Sequence type: peptide

Array

Val Ser Gin Gly Arg Pro Glu Gin Tyr Arg Arg His Gly Thr His Ser Val Lys 1 5 10 15 lie SEQ ID NO: 30'- Sequence length: 19

Sequence type: amino acid

Topology: linear

Sequence type: peptide

Array

Glu Thr Phe Val Leu Gly Val Trp Gly Arg Val Gly Met Glu Asp Met Gly His 1 5 10 15

His

Claims

The scope of the claims . -

I. The protein according to SEQ ID NO: 1, or an IL having an amino acid sequence in which one or several amino acids have been substituted, deleted, or added in the amino acid sequence thereof, and which responded to a specific extracellular stimulus -A protein that has the activity to suppress the activation of 8 promoter.
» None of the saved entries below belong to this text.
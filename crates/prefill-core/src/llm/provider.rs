//! LlmProvider trait definition.
//!
//! This is the core abstraction that completion-service adapters implement.
//! Uses RPITIT for `complete` and `count_tokens`.

use prefill_types::llm::{
    CompletionRequest, CompletionResponse, LlmError, ProviderCapabilities, TokenCount,
};

/// Trait for completion-service backends.
///
/// Implementations live in prefill-infra (e.g., `AnthropicProvider`).
///
/// # Prefix contract
///
/// When the last message of a request is a partial assistant message,
/// the returned `CompletionResponse::content` must start with that
/// message's content byte-for-byte, followed by the generated continuation.
pub trait LlmProvider: Send + Sync {
    /// Human-readable provider name (e.g., "anthropic").
    fn name(&self) -> &str;

    /// Context and output limits of the configured model.
    fn capabilities(&self) -> &ProviderCapabilities;

    /// Send a completion request and receive the full response.
    fn complete(
        &self,
        request: &CompletionRequest,
    ) -> impl std::future::Future<Output = Result<CompletionResponse, LlmError>> + Send;

    /// Estimate the tokens in a request without sending it.
    fn count_tokens(
        &self,
        request: &CompletionRequest,
    ) -> impl std::future::Future<Output = Result<TokenCount, LlmError>> + Send;
}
2. A protein encoded by a DNA that hybridizes with the DNA of SEQ ID NO: 2, which has an activity of suppressing activation of the IL-8 promoter in response to a specific extracellular stimulus.

3. The protein according to SEQ ID NO: 3, or an IL having an amino acid sequence in which one or several amino acids are substituted, deleted, or added in the amino acid sequence of the protein, and which responds to a specific extracellular stimulus -8 Promote A protein that has the activity of inhibiting the activation of the protein.

4. A protein encoded by a DNA that hybridizes with the DNA of SEQ ID NO: 4, which has an activity of inhibiting the activation of IL-8 promoter overnight in response to a specific extracellular stimulus.

5. The protein according to any one of claims 1 to 4, wherein the specific extracellular stimulus is a stimulus by interleukin-1 / 3.

6. DNA encoding the protein according to claim 1 or 3.

7. The activity of hybridizing with the DNA of SEQ ID NO: 2 and / or the DNA of SEQ ID NO: 4 and inhibiting the activation of IL-8 promoter overnight in response to a specific extracellular stimulus DNA encoding a protein having

8. The DM of claim 7, wherein the particular extracellular stimulus is a stimulus by interleukin-1 / 5.

9. A vector comprising the DNA according to any one of claims 6 to 8.

10. A host carrying the vector according to claim 9.

II. An antibody that reacts with the protein according to any one of claims 1 to 5.

12. A pharmaceutical composition comprising the protein according to any one of claims 1 to 5 as an active ingredient.

13. The pharmaceutical composition according to claim 12, which is an anti-inflammatory agent.